Following an on-table esophagogastroduodenoscopy (EGD) and flexible bronchoscopy, laparoscopic MIE was performed using a previously described technique.1‒4 The surgical procedure involved the following key steps:

  1. Thoracoscopic stage: Liberation of the intrathoracic esophagus and mediastinal lymph node dissection via video-assisted thoracoscopic surgery (VATS).7
  2. Laparoscopic stage: Mobilization of the stomach to create a 5 cm gastric conduit along with a feeding jejunostomy under direct laparoscopic visualization.
  3. Cervical stage: Dissection of the cervical esophagus with circumferential mobilization. The esophagogastric specimen containing the tumor was delivered into the neck and resected with clear margins. An esophagogastric anastomosis was then created in the neck to connect the cervical esophagus to the gastric conduit (Figure 1B).

On postoperative day 5, the patient complained of acute abdominal pain that was disproportionate to her physical exam findings despite pain control with intravenous (IV) narcotics. Initially, anastomotic leak was suspected.1‒4 However, a CT scan of the abdomen and pelvis revealed a distended bowel and pneumatosis of the bowel wall and concerning tapering of the distal SMA (Figure 3). Given these findings, the patient was taken to the operating room for emergent exploration.

Figure 3. Abdominopelvic CT Scan Demonstrating Dilated Loops of Small and Large Bowel, with Distal Ileal and Right Colonic Ischemia Accompanied by Pneumatosis Intestinalis (arrow). Published with Permission

An exploratory laparotomy revealed dilated small bowel loops with areas of ischemia and necrosis involving the jejunum, distal ileum, and ascending colon. Evaluation of the mesenteric vasculature identified diminished pulsation in the SMA and a sharp kink caused by an adhesion/fibrous band encircling the vessel and pulling the vessel cephalad with adhesion tethered posteriorly to the mobilized stomach conduit (Figure 1C). Careful division of the adhesion resulted in immediate improvement of blood flow, appreciated by a strong, palpable pulse and pulse Doppler assessment demonstrating distal flow in the SMA and IMA.

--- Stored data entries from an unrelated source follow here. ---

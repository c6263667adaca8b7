//! Rental duration calculation.
//!
//! Converts the chosen start and end dates into a number of billed days.

use chrono::NaiveDate;
use serde::{Deserialize, Serialize};

use crate::models::AuditStep;

/// The result of working out how many days a rental is billed for.
#[derive(Debug, Clone, PartialEq, Eq, Serialize, Deserialize)]
pub struct RentalDurationResult {
    /// Number of billed days. 0 only when a date is missing.
    pub days: u32,
    /// True if a same-day or reversed selection was raised to one day.
    pub clamped: bool,
    /// The audit step recording this calculation.
    pub audit_step: AuditStep,
}

/// Minimum number of billed days once both dates are chosen.
pub const MINIMUM_BILLED_DAYS: u32 = 1;

/// Calculates the number of billed days between two dates.
///
/// - Either date missing: 0 days, the placeholder case.
/// - Both present: the whole number of days from start to end, raised to
///   [`MINIMUM_BILLED_DAYS`] when the span is zero or negative.
///
/// Dates carry no time of day, so the span is always a whole number of days
/// and no rounding up is needed.
///
/// # Example
///
/// ```
/// use rental_pricing::calculation::calculate_rental_days;
/// use chrono::NaiveDate;
///
/// let start = NaiveDate::from_ymd_opt(2024, 12, 2);
/// let end = NaiveDate::from_ymd_opt(2024, 12, 9);
///
/// assert_eq!(calculate_rental_days(start, end, 1).days, 7);
/// assert_eq!(calculate_rental_days(start, start, 1).days, 1);
/// assert_eq!(calculate_rental_days(start, None, 1).days, 0);
/// ```
pub fn calculate_rental_days(
    start_date: Option<NaiveDate>,
    end_date: Option<NaiveDate>,
    step_number: u32,
) -> RentalDurationResult {
    let Some((start, end)) = start_date.zip(end_date) else {
        let audit_step = AuditStep {
            step_number,
            rule_id: "rental_duration".to_string(),
            rule_name: "Rental Duration".to_string(),
            rule_ref: "duration".to_string(),
            input: serde_json::json!({
                "start_date": start_date.map(|d| d.to_string()),
                "end_date": end_date.map(|d| d.to_string()),
            }),
            output: serde_json::json!({
                "days": 0,
                "clamped": false
            }),
            reasoning: "Start or end date not chosen yet: nothing to price".to_string(),
        };

        return RentalDurationResult {
            days: 0,
            clamped: false,
            audit_step,
        };
    };

    let span = (end - start).num_days();
    let clamped = span < i64::from(MINIMUM_BILLED_DAYS);
    let days = if clamped {
        MINIMUM_BILLED_DAYS
    } else {
        u32::try_from(span).unwrap_or(u32::MAX)
    };

    let reasoning = if clamped {
        format!(
            "{} to {} spans {} days: billed as the minimum of {} day",
            start, end, span, MINIMUM_BILLED_DAYS
        )
    } else {
        format!("{} to {} spans {} days", start, end, days)
    };

    let audit_step = AuditStep {
        step_number,
        rule_id: "rental_duration".to_string(),
        rule_name: "Rental Duration".to_string(),
        rule_ref: "duration".to_string(),
        input: serde_json::json!({
            "start_date": start.to_string(),
            "end_date": end.to_string()
        }),
        output: serde_json::json!({
            "span_days": span,
            "days": days,
            "clamped": clamped
        }),
        reasoning,
    };

    RentalDurationResult {
        days,
        clamped,
        audit_step,
    }
}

Subsequently, the necrotic portion of the jejunum, distal ileum, and right colon were removed. Due to the bowel discontinuity, secondary to patchy necrosis and ongoing areas of questionable bowel viability, a temporary abdominal closure using vacuum-assisted closure was performed, with a planned second-look laparotomy anticipated.8 The second surgery, performed 48 hours later, confirmed no further areas of necrosis or malperfusion. Small bowel continuity was restored, and an end ileostomy was created.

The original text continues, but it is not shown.